Дочитал письмо и поехал на Соломбалу. У киля уже торчком стояли закрепленные форштевень и ахтерштевень. Как раз плотники устанавливали первый кормовой шпангоут. Не вмешиваясь, Апраксин стоял в сторонке, наблюдал, как распоряжаются голландцы. После установки шпангоута на место его временно, чтобы не сдвинулся, скрепили досками с ахтерштевнем. Голландцы подошли к Апраксину, слегка поклонились.
— Будут тебе блоки к сроку, — сказал воевода Яну, — государь о них печется.
С верфи воевода поехал к стрельцам. Снивенса недавно произвели в полковники, и он наводил порядок в стрелецком городке, прошлись по казармам.
— Государь письмо прислал, наказывает все по порядку готовить. Сам по весне будет.
Полковник повел воеводу в оружейную избу.

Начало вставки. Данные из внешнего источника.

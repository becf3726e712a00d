use std::{
    collections::{HashMap, HashSet},
    sync::{Arc, Mutex},
};

use chrono::{DateTime, TimeZone, Utc};
use serde_json::json;

use crate::{
    db_types::OrderId,
    traits::{
        NotificationError,
        NotificationSink,
        OrderSource,
        OrderSourceError,
        SourceHealth,
        SourceOrder,
        SourceOrderItem,
        SourceOrderItems,
        SourceOrderStatus,
    },
};

pub fn purchase_date() -> DateTime<Utc> {
    Utc.with_ymd_and_hms(2024, 5, 1, 10, 0, 0).unwrap()
}

pub fn source_order(order_id: &str, status: &str) -> SourceOrder {
    SourceOrder {
        order_id: OrderId::new(order_id),
        purchase_date: purchase_date(),
        status: status.parse::<SourceOrderStatus>().unwrap(),
        raw: json!({"AmazonOrderId": order_id, "OrderStatus": status, "PurchaseDate": "2024-05-01T10:00:00Z"}),
    }
}

pub fn source_items(items: &[(&str, u32)]) -> SourceOrderItems {
    let raw = items.iter().map(|(asin, qty)| json!({"ASIN": asin, "QuantityOrdered": qty})).collect::<Vec<_>>();
    let items = items.iter().map(|(asin, qty)| SourceOrderItem { asin: asin.to_string(), quantity: *qty }).collect();
    SourceOrderItems { items, raw: json!(raw) }
}

#[derive(Debug, Default)]
struct SourceState {
    unhealthy: Option<String>,
    listing_error: Option<String>,
    orders: Vec<SourceOrder>,
    items: HashMap<OrderId, SourceOrderItems>,
    failing_items: HashSet<OrderId>,
    item_requests: Vec<OrderId>,
    listings: usize,
}

/// An order source that serves whatever orders it has been given.
#[derive(Debug, Clone, Default)]
pub struct MemoryOrderSource {
    state: Arc<Mutex<SourceState>>,
}

impl MemoryOrderSource {
    pub fn new() -> Self {
        Self::default()
    }

    pub fn add_order(&self, order_id: &str, status: &str, items: &[(&str, u32)]) {
        let mut state = self.state.lock().unwrap();
        state.orders.push(source_order(order_id, status));
        state.items.insert(OrderId::new(order_id), source_items(items));
    }

    pub fn clear_orders(&self) {
        self.state.lock().unwrap().orders.clear();
    }

    pub fn set_unhealthy(&self, reason: &str) {
        self.state.lock().unwrap().unhealthy = Some(reason.to_string());
    }

    pub fn fail_listing(&self, reason: &str) {
        self.state.lock().unwrap().listing_error = Some(reason.to_string());
    }

    pub fn fail_items_for(&self, order_id: &str) {
        self.state.lock().unwrap().failing_items.insert(OrderId::new(order_id));
    }

    pub fn item_requests(&self) -> Vec<OrderId> {
        self.state.lock().unwrap().item_requests.clone()
    }

    pub fn listings(&self) -> usize {
        self.state.lock().unwrap().listings
    }
}

impl OrderSource for MemoryOrderSource {
    async fn health(&self) -> Result<SourceHealth, OrderSourceError> {
        let state = self.state.lock().unwrap();
        Ok(match &state.unhealthy {
            Some(reason) => SourceHealth::Unhealthy(reason.clone()),
            None => SourceHealth::Healthy,
        })
    }

    async fn orders_updated_since(
        &self,
        _cutoff: DateTime<Utc>,
        _marketplace_ids: &[String],
    ) -> Result<Vec<SourceOrder>, OrderSourceError> {
        let mut state = self.state.lock().unwrap();
        state.listings += 1;
        match &state.listing_error {
            Some(reason) => Err(OrderSourceError::QueryError(reason.clone())),
            None => Ok(state.orders.clone()),
        }
    }

    async fn order_items(&self, order_id: &OrderId) -> Result<SourceOrderItems, OrderSourceError> {
        let mut state = self.state.lock().unwrap();
        state.item_requests.push(order_id.clone());
        if state.failing_items.contains(order_id) {
            return Err(OrderSourceError::Unavailable(format!("items for {order_id} are unavailable")));
        }
        Ok(state.items.get(order_id).cloned().unwrap_or_else(|| source_items(&[])))
    }
}

#[derive(Debug, Clone, Copy, Default, PartialEq, Eq)]
enum SinkMode {
    #[default]
    Accept,
    Reject(u16),
    Unreachable,
}

/// A notification sink that records every message it is asked to send.
#[derive(Debug, Clone, Default)]
pub struct RecordingSink {
    messages: Arc<Mutex<Vec<String>>>,
    mode: Arc<Mutex<SinkMode>>,
}

impl RecordingSink {
    pub fn new() -> Self {
        Self::default()
    }

    /// All later sends are rejected with the given status.
    pub fn reject_with(&self, status: u16) {
        *self.mode.lock().unwrap() = SinkMode::Reject(status);
    }

    /// All later sends fail before a response is received.
    pub fn fail_transport(&self) {
        *self.mode.lock().unwrap() = SinkMode::Unreachable;
    }

    pub fn accept_all(&self) {
        *self.mode.lock().unwrap() = SinkMode::Accept;
    }

    pub fn messages(&self) -> Vec<String> {
        self.messages.lock().unwrap().clone()
    }

    pub fn attempts(&self) -> usize {
        self.messages.lock().unwrap().len()
    }
}

impl NotificationSink for RecordingSink {
    async fn send_message(&self, message: &str) -> Result<(), NotificationError> {
        self.messages.lock().unwrap().push(message.to_string());
        let mode = *self.mode.lock().unwrap();
        match mode {
            SinkMode::Accept => Ok(()),
            SinkMode::Reject(status) => {
                Err(NotificationError::Rejected { status, message: "rejected by test sink".into() })
            },
            SinkMode::Unreachable => Err(NotificationError::Transport("connection refused by test sink".into())),
        }
    }
}
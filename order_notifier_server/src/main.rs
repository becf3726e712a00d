use dotenvy::dotenv;
use log::info;
use order_notifier_server::{cli::handle_command_line_args, config::NotifierConfig, server::run_server};

#[actix_web::main]
async fn main() {
    dotenv().ok();
    env_logger::init();
    if handle_command_line_args() {
        return;
    }
    let config = NotifierConfig::from_env_or_default();

    info!("🚀️ Starting order notifier on {}:{}", config.host, config.port);
    match run_server(config).await {
        Ok(_) => println!("Bye!"),
        Err(e) => eprintln!("{e}"),
    }
}
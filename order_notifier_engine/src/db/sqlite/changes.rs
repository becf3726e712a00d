use chrono::{DateTime, Utc};
use sqlx::{FromRow, SqliteConnection};

use crate::{
    db::sqlite::SqliteDatabaseError,
    db_types::{ChangeEvent, ChangeType, OrderId, OrderRecord},
};

#[derive(Debug, Clone, FromRow)]
struct ChangeRow {
    sequence: i64,
    event_type: String,
    order_id: String,
    new_image: Option<String>,
    created_at: DateTime<Utc>,
}

impl TryFrom<ChangeRow> for ChangeEvent {
    type Error = SqliteDatabaseError;

    fn try_from(row: ChangeRow) -> Result<Self, Self::Error> {
        let event_type = row
            .event_type
            .parse::<ChangeType>()
            .map_err(|e| SqliteDatabaseError::DataError(format!("change #{}: {e}", row.sequence)))?;
        let new_image = row
            .new_image
            .map(|s| serde_json::from_str::<OrderRecord>(&s))
            .transpose()
            .map_err(|e| SqliteDatabaseError::DataError(format!("image for change #{}: {e}", row.sequence)))?;
        Ok(Self {
            sequence: row.sequence,
            event_type,
            order_id: OrderId(row.order_id),
            new_image,
            created_at: row.created_at,
        })
    }
}

pub async fn fetch_changes(
    after_sequence: i64,
    limit: u32,
    conn: &mut SqliteConnection,
) -> Result<Vec<ChangeEvent>, SqliteDatabaseError> {
    let rows = sqlx::query_as::<_, ChangeRow>(
        r#"
            SELECT sequence, event_type, order_id, new_image, created_at
            FROM order_changes
            WHERE sequence > $1
            ORDER BY sequence ASC
            LIMIT $2;
        "#,
    )
    .bind(after_sequence)
    .bind(i64::from(limit))
    .fetch_all(conn)
    .await?;
    rows.into_iter().map(ChangeEvent::try_from).collect()
}

pub async fn load_cursor(consumer: &str, conn: &mut SqliteConnection) -> Result<i64, SqliteDatabaseError> {
    let sequence = sqlx::query_scalar::<_, i64>("SELECT last_sequence FROM feed_cursors WHERE consumer = $1")
        .bind(consumer)
        .fetch_optional(conn)
        .await?;
    Ok(sequence.unwrap_or(0))
}

/// Stores the consumer's position. The cursor never moves backwards.
pub async fn save_cursor(
    consumer: &str,
    sequence: i64,
    conn: &mut SqliteConnection,
) -> Result<(), SqliteDatabaseError> {
    sqlx::query(
        r#"
            INSERT INTO feed_cursors (consumer, last_sequence) VALUES ($1, $2)
            ON CONFLICT (consumer) DO UPDATE SET
                last_sequence = MAX(feed_cursors.last_sequence, excluded.last_sequence),
                updated_at = strftime('%Y-%m-%dT%H:%M:%fZ', 'now');
        "#,
    )
    .bind(consumer)
    .bind(sequence)
    .execute(conn)
    .await?;
    Ok(())
}
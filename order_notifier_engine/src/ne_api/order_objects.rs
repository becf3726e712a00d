use std::fmt::Display;

use serde::{Deserialize, Serialize};

/// Tallies from a single intake run.
#[derive(Debug, Clone, Copy, Default, PartialEq, Eq, Serialize, Deserialize)]
pub struct IntakeSummary {
    /// Orders returned by the source
    pub received: usize,
    /// New records written
    pub inserted: usize,
    /// Orders that already had a record
    pub duplicates: usize,
    /// Cancelled orders, skipped
    pub cancelled: usize,
    /// Orders that could not be recorded this run
    pub failed: usize,
}

impl Display for IntakeSummary {
    fn fmt(&self, f: &mut std::fmt::Formatter<'_>) -> std::fmt::Result {
        write!(
            f,
            "{} received, {} inserted, {} duplicates, {} cancelled, {} failed",
            self.received, self.inserted, self.duplicates, self.cancelled, self.failed
        )
    }
}

/// Tallies from dispatching a single batch of change feed entries.
#[derive(Debug, Clone, Copy, Default, PartialEq, Eq, Serialize, Deserialize)]
pub struct DispatchSummary {
    /// Notifications the sink accepted
    pub notified: usize,
    /// Notifications the sink rejected or that could not be sent
    pub failed: usize,
    /// Entries that were not creations
    pub ignored: usize,
    /// Creation entries whose record already carried a flag (i.e. redeliveries)
    pub already_handled: usize,
    /// Entries that could not be processed, plus outcomes that could not be written back
    pub errors: usize,
}

impl DispatchSummary {
    /// The number of notification attempts made for the batch
    pub fn attempts(&self) -> usize {
        self.notified + self.failed
    }
}

impl Display for DispatchSummary {
    fn fmt(&self, f: &mut std::fmt::Formatter<'_>) -> std::fmt::Result {
        write!(
            f,
            "{} notified, {} failed, {} ignored, {} already handled, {} errors",
            self.notified, self.failed, self.ignored, self.already_handled, self.errors
        )
    }
}
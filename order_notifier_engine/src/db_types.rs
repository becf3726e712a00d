use std::{fmt::Display, str::FromStr};

use chrono::{DateTime, Utc};
use serde::{Deserialize, Serialize};
use serde_json::Value;
use sqlx::Type;
use thiserror::Error;

//--------------------------------------      OrderId       ---------------------------------------------------------
/// The marketplace's identifier for an order. It is the primary key of the record store.
#[derive(Debug, Clone, PartialEq, Eq, Hash, PartialOrd, Ord, Serialize, Deserialize, Type)]
#[serde(transparent)]
#[sqlx(transparent)]
pub struct OrderId(pub String);

impl OrderId {
    pub fn new<S: Into<String>>(id: S) -> Self {
        Self(id.into())
    }

    pub fn as_str(&self) -> &str {
        self.0.as_str()
    }
}

impl Display for OrderId {
    fn fmt(&self, f: &mut std::fmt::Formatter<'_>) -> std::fmt::Result {
        write!(f, "{}", self.0)
    }
}

impl From<String> for OrderId {
    fn from(value: String) -> Self {
        Self(value)
    }
}

impl From<&str> for OrderId {
    fn from(value: &str) -> Self {
        Self(value.to_string())
    }
}

//--------------------------------------     Order records     ------------------------------------------------------
/// An order record as it is written by intake. Once stored, none of these fields change.
#[derive(Debug, Clone, PartialEq, Serialize, Deserialize)]
pub struct NewOrderRecord {
    pub order_id: OrderId,
    pub purchase_date: DateTime<Utc>,
    /// ASIN of the first line item
    pub product_asin: String,
    /// Quantity of the first line item
    pub order_qty: i64,
    pub order_raw: Value,
    pub order_items_raw: Value,
}

#[derive(Debug, Clone, PartialEq, Serialize, Deserialize)]
pub struct OrderRecord {
    pub order_id: OrderId,
    pub purchase_date: DateTime<Utc>,
    pub product_asin: String,
    pub order_qty: i64,
    pub order_raw: Value,
    pub order_items_raw: Value,
    /// Set once the notification for this order was delivered
    pub notified: bool,
    /// Set if the notification for this order could not be delivered
    pub failed: bool,
    pub created_at: DateTime<Utc>,
    pub updated_at: DateTime<Utc>,
}

impl OrderRecord {
    pub fn notification_status(&self) -> NotificationStatus {
        match (self.notified, self.failed) {
            (true, _) => NotificationStatus::Notified,
            (false, true) => NotificationStatus::Failed,
            (false, false) => NotificationStatus::Pending,
        }
    }

    /// True once dispatch has reached a terminal state for this order.
    pub fn is_handled(&self) -> bool {
        self.notified || self.failed
    }
}

#[derive(Debug, Clone, Copy, PartialEq, Eq, Serialize, Deserialize)]
pub enum NotificationStatus {
    Pending,
    Notified,
    Failed,
}

impl Display for NotificationStatus {
    fn fmt(&self, f: &mut std::fmt::Formatter<'_>) -> std::fmt::Result {
        match self {
            Self::Pending => write!(f, "Pending"),
            Self::Notified => write!(f, "Notified"),
            Self::Failed => write!(f, "Failed"),
        }
    }
}

//--------------------------------------     Change feed     --------------------------------------------------------
#[derive(Debug, Clone, Copy, PartialEq, Eq, Serialize, Deserialize)]
pub enum ChangeType {
    #[serde(rename = "INSERT")]
    Insert,
    #[serde(rename = "MODIFY")]
    Modify,
    #[serde(rename = "REMOVE")]
    Remove,
}

#[derive(Debug, Clone, Error)]
#[error("Invalid change type: {0}")]
pub struct ChangeTypeConversionError(String);

impl FromStr for ChangeType {
    type Err = ChangeTypeConversionError;

    fn from_str(s: &str) -> Result<Self, Self::Err> {
        match s {
            "INSERT" => Ok(Self::Insert),
            "MODIFY" => Ok(Self::Modify),
            "REMOVE" => Ok(Self::Remove),
            _ => Err(ChangeTypeConversionError(s.to_string())),
        }
    }
}

impl Display for ChangeType {
    fn fmt(&self, f: &mut std::fmt::Formatter<'_>) -> std::fmt::Result {
        match self {
            Self::Insert => write!(f, "INSERT"),
            Self::Modify => write!(f, "MODIFY"),
            Self::Remove => write!(f, "REMOVE"),
        }
    }
}

/// A single entry in the record store's change feed.
#[derive(Debug, Clone, PartialEq, Serialize, Deserialize)]
pub struct ChangeEvent {
    /// Position in the feed. Strictly increasing; per-key ordering follows from it.
    pub sequence: i64,
    pub event_type: ChangeType,
    pub order_id: OrderId,
    /// The full record after the mutation. Absent for removals.
    pub new_image: Option<OrderRecord>,
    pub created_at: DateTime<Utc>,
}

impl ChangeEvent {
    pub fn is_insert(&self) -> bool {
        self.event_type == ChangeType::Insert
    }
}

#[cfg(test)]
mod test {
    use chrono::TimeZone;
    use serde_json::json;

    use super::*;

    fn record(notified: bool, failed: bool) -> OrderRecord {
        let ts = Utc.with_ymd_and_hms(2024, 5, 1, 8, 0, 0).unwrap();
        OrderRecord {
            order_id: "A1".into(),
            purchase_date: ts,
            product_asin: "B2".into(),
            order_qty: 3,
            order_raw: json!({}),
            order_items_raw: json!([]),
            notified,
            failed,
            created_at: ts,
            updated_at: ts,
        }
    }

    #[test]
    fn notification_status() {
        assert_eq!(record(false, false).notification_status(), NotificationStatus::Pending);
        assert_eq!(record(true, false).notification_status(), NotificationStatus::Notified);
        assert_eq!(record(false, true).notification_status(), NotificationStatus::Failed);
        assert!(!record(false, false).is_handled());
        assert!(record(false, true).is_handled());
    }

    #[test]
    fn change_types() {
        for t in [ChangeType::Insert, ChangeType::Modify, ChangeType::Remove] {
            assert_eq!(t.to_string().parse::<ChangeType>().unwrap(), t);
        }
        assert!("UPSERT".parse::<ChangeType>().is_err());
    }

    #[test]
    fn image_from_json() {
        let image = json!({
            "order_id": "A1",
            "purchase_date": "2024-05-01T08:00:00Z",
            "product_asin": "B2",
            "order_qty": 3,
            "order_raw": {"AmazonOrderId": "A1"},
            "order_items_raw": [{"ASIN": "B2"}],
            "notified": false,
            "failed": false,
            "created_at": "2024-05-01T08:00:00Z",
            "updated_at": "2024-05-01T08:00:00Z"
        });
        let record: OrderRecord = serde_json::from_value(image).unwrap();
        assert_eq!(record.order_id, OrderId::new("A1"));
        assert_eq!(record.order_qty, 3);
        assert_eq!(record.order_raw["AmazonOrderId"], "A1");
    }
}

— Пищали, воевода, старые, замки поизносились. Добрая половина для боя не годна. Пальбу для государя учиним, а ежели для неприятеля, худо придется. Пороху тож мало припасено. Дай Бог, хватило бы встретить государя.
— Ведаю, о том и государь прознал, когда здесь был. Ежели что, монастыри подмогут.
Но царь не забыл своего обещания, очередная почта обрадовала Апраксина. «Федор Матвеевич! по указу великого государя генералиссимуса князя Федора Юрьевича, — опять шуткует, закашлялся Апраксин, — пороху 2000 пуд, так же и 1000 самопалов посланы, а ружья отпущены до Вологды, а с Вологды водою велено везть. А о ружье и незадолго до нас придет, не опасайся для того, что зело хорошо и цело и переправки не хощет, разве дорогою испортитца; а я именно наказал беречь. А блоки на корабль все заделаны и отпущены на четвертой неделе на Вологду. И о том, пожалуй, скажи нашим товарищам Никлосу да Яну, и великий поклон от всех нас. Да, пожалуй о пиве не позабудь. Также и 24 пушки готовы. По сем в обоих естествах купно здравствуй. Piter».